** Records for processing follows **
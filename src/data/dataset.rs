//! Model-ready partitions and tensor batches

use burn::tensor::backend::Backend;
use burn::tensor::Tensor;
use sha2::{Digest, Sha256};

use crate::data::split::FoldSplit;
use crate::{PlayCallError, Result};

/// One fold of the feature matrix, row-major
#[derive(Debug, Clone, Default)]
pub struct Partition {
    /// `len() * n_features` values
    pub features: Vec<f32>,
    /// 1.0 = pass, 0.0 = run
    pub targets: Vec<f32>,
    pub n_features: usize,
}

impl Partition {
    pub fn new(features: Vec<f32>, targets: Vec<f32>, n_features: usize) -> Result<Self> {
        if features.len() != targets.len() * n_features {
            return Err(PlayCallError::Training(format!(
                "partition has {} values for {} rows x {} features",
                features.len(),
                targets.len(),
                n_features
            )));
        }
        Ok(Partition {
            features,
            targets,
            n_features,
        })
    }

    /// Build from a slice of rows
    pub fn from_rows(rows: &[Vec<f32>], targets: &[f32], n_features: usize) -> Result<Self> {
        let mut features = Vec::with_capacity(rows.len() * n_features);
        for row in rows {
            if row.len() != n_features {
                return Err(PlayCallError::Training(format!(
                    "row has {} features, expected {}",
                    row.len(),
                    n_features
                )));
            }
            features.extend_from_slice(row);
        }
        Self::new(features, targets.to_vec(), n_features)
    }

    pub fn len(&self) -> usize {
        self.targets.len()
    }

    pub fn is_empty(&self) -> bool {
        self.targets.is_empty()
    }

    pub fn row(&self, i: usize) -> &[f32] {
        &self.features[i * self.n_features..(i + 1) * self.n_features]
    }

    /// Share of pass plays
    pub fn pass_rate(&self) -> f32 {
        if self.is_empty() {
            return 0.0;
        }
        self.targets.iter().sum::<f32>() / self.len() as f32
    }

    /// Full-batch tensors on a device
    pub fn to_batch<B: Backend>(&self, device: &B::Device) -> PlayBatch<B> {
        let batch_size = self.len();

        let features = Tensor::<B, 1>::from_floats(self.features.as_slice(), device)
            .reshape([batch_size, self.n_features]);
        let targets = Tensor::<B, 1>::from_floats(self.targets.as_slice(), device)
            .reshape([batch_size, 1]);

        PlayBatch { features, targets }
    }
}

/// Train/validation/test partitions of one matrix
#[derive(Debug, Clone)]
pub struct SplitPartitions {
    pub feature_names: Vec<String>,
    pub train: Partition,
    pub validation: Partition,
    pub test: Partition,
}

impl SplitPartitions {
    /// Cut row-aligned features and targets along a fold split
    pub fn from_split(
        feature_names: Vec<String>,
        rows: &[Vec<f32>],
        targets: &[f32],
        split: &FoldSplit,
    ) -> Result<Self> {
        if rows.len() != split.rows() || targets.len() != split.rows() {
            return Err(PlayCallError::SplitOutOfRange {
                boundary: split.rows(),
                rows: rows.len().min(targets.len()),
            });
        }
        let n = feature_names.len();
        let part = |range: std::ops::Range<usize>| {
            Partition::from_rows(&rows[range.clone()], &targets[range], n)
        };

        Ok(SplitPartitions {
            train: part(split.train.clone())?,
            validation: part(split.validation.clone())?,
            test: part(split.test.clone())?,
            feature_names,
        })
    }

    pub fn n_features(&self) -> usize {
        self.feature_names.len()
    }

    /// SHA-256 over feature names, fold sizes and every value, as hex.
    /// Trials scored on one matrix are not reused for another.
    pub fn fingerprint(&self) -> String {
        let mut hasher = Sha256::new();
        for name in &self.feature_names {
            hasher.update(name.as_bytes());
            hasher.update([0u8]);
        }
        for part in [&self.train, &self.validation, &self.test] {
            hasher.update((part.len() as u64).to_le_bytes());
            for value in part.features.iter().chain(&part.targets) {
                hasher.update(value.to_le_bytes());
            }
        }
        format!("{:x}", hasher.finalize())
    }
}

/// Batch of plays for training
#[derive(Debug, Clone)]
pub struct PlayBatch<B: Backend> {
    /// [batch, features]
    pub features: Tensor<B, 2>,
    /// [batch, 1]
    pub targets: Tensor<B, 2>,
}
** End of Records for processing **
## Work to complete
Exactly as they appear above, return all of the records.

## Result
filename src/data/dataset.rs
//! Model-ready partitions and tensor batches

use burn::tensor::backend::Backend;
use burn::tensor::Tensor;
use sha2::{Digest, Sha256};

use crate::data::split::FoldSplit;
use crate::{PlayCallError, Result};

/// One fold of the feature matrix, row-major
#[derive(Debug, Clone, Default)]
pub struct Partition {
    /// `len() * n_features` values
    pub features: Vec<f32>,
    /// 1.0 = pass, 0.0 = run
    pub targets: Vec<f32>,
    pub n_features: usize,
}

impl Partition {
    pub fn new(features: Vec<f32>, targets: Vec<f32>, n_features: usize) -> Result<Self> {
        if features.len() != targets.len() * n_features {
            return Err(PlayCallError::Training(format!(
                "partition has {} values for {} rows x {} features",
                features.len(),
                targets.len(),
                n_features
            )));
        }
        Ok(Partition {
            features,
            targets,
            n_features,
        })
    }

    /// Build from a slice of rows
    pub fn from_rows(rows: &[Vec<f32>], targets: &[f32], n_features: usize) -> Result<Self> {
        let mut features = Vec::with_capacity(rows.len() * n_features);
        for row in rows {
            if row.len() != n_features {
                return Err(PlayCallError::Training(format!(
                    "row has {} features, expected {}",
                    row.len(),
                    n_features
                )));
            }
            features.extend_from_slice(row);
        }
        Self::new(features, targets.to_vec(), n_features)
    }

    pub fn len(&self) -> usize {
        self.targets.len()
    }

    pub fn is_empty(&self) -> bool {
        self.targets.is_empty()
    }

    pub fn row(&self, i: usize) -> &[f32] {
        &self.features[i * self.n_features..(i + 1) * self.n_features]
    }

    /// Share of pass plays
    pub fn pass_rate(&self) -> f32 {
        if self.is_empty() {
            return 0.0;
        }
        self.targets.iter().sum::<f32>() / self.len() as f32
    }

    /// Full-batch tensors on a device
    pub fn to_batch<B: Backend>(&self, device: &B::Device) -> PlayBatch<B> {
        let batch_size = self.len();

        let features = Tensor::<B, 1>::from_floats(self.features.as_slice(), device)
            .reshape([batch_size, self.n_features]);
        let targets = Tensor::<B, 1>::from_floats(self.targets.as_slice(), device)
            .reshape([batch_size, 1]);

        PlayBatch { features, targets }
    }
}

/// Train/validation/test partitions of one matrix
#[derive(Debug, Clone)]
pub struct SplitPartitions {
    pub feature_names: Vec<String>,
    pub train: Partition,
    pub validation: Partition,
    pub test: Partition,
}

impl SplitPartitions {
    /// Cut row-aligned features and targets along a fold split
    pub fn from_split(
        feature_names: Vec<String>,
        rows: &[Vec<f32>],
        targets: &[f32],
        split: &FoldSplit,
    ) -> Result<Self> {
        if rows.len() != split.rows() || targets.len() != split.rows() {
            return Err(PlayCallError::SplitOutOfRange {
                boundary: split.rows(),
                rows: rows.len().min(targets.len()),
            });
        }
        let n = feature_names.len();
        let part = |range: std::ops::Range<usize>| {
            Partition::from_rows(&rows[range.clone()], &targets[range], n)
        };

        Ok(SplitPartitions {
            train: part(split.train.clone())?,
            validation: part(split.validation.clone())?,
            test: part(split.test.clone())?,
            feature_names,
        })
    }

    pub fn n_features(&self) -> usize {
        self.feature_names.len()
    }

    /// SHA-256 over feature names, fold sizes and every value, as hex.
    /// Trials scored on one matrix are not reused for another.
    pub fn fingerprint(&self) -> String {
        let mut hasher = Sha256::new();
        for name in &self.feature_names {
            hasher.update(name.as_bytes());
            hasher.update([0u8]);
        }
        for part in [&self.train, &self.validation, &self.test] {
            hasher.update((part.len() as u64).to_le_bytes());
            for value in part.features.iter().chain(&part.targets) {
                hasher.update(value.to_le_bytes());
            }
        }
        format!("{:x}", hasher.finalize())
    }
}

/// Batch of plays for training
#[derive(Debug, Clone)]
pub struct PlayBatch<B: Backend> {
    /// [batch, features]
    pub features: Tensor<B, 2>,
    /// [batch, 1]
    pub targets: Tensor<B, 2>,
}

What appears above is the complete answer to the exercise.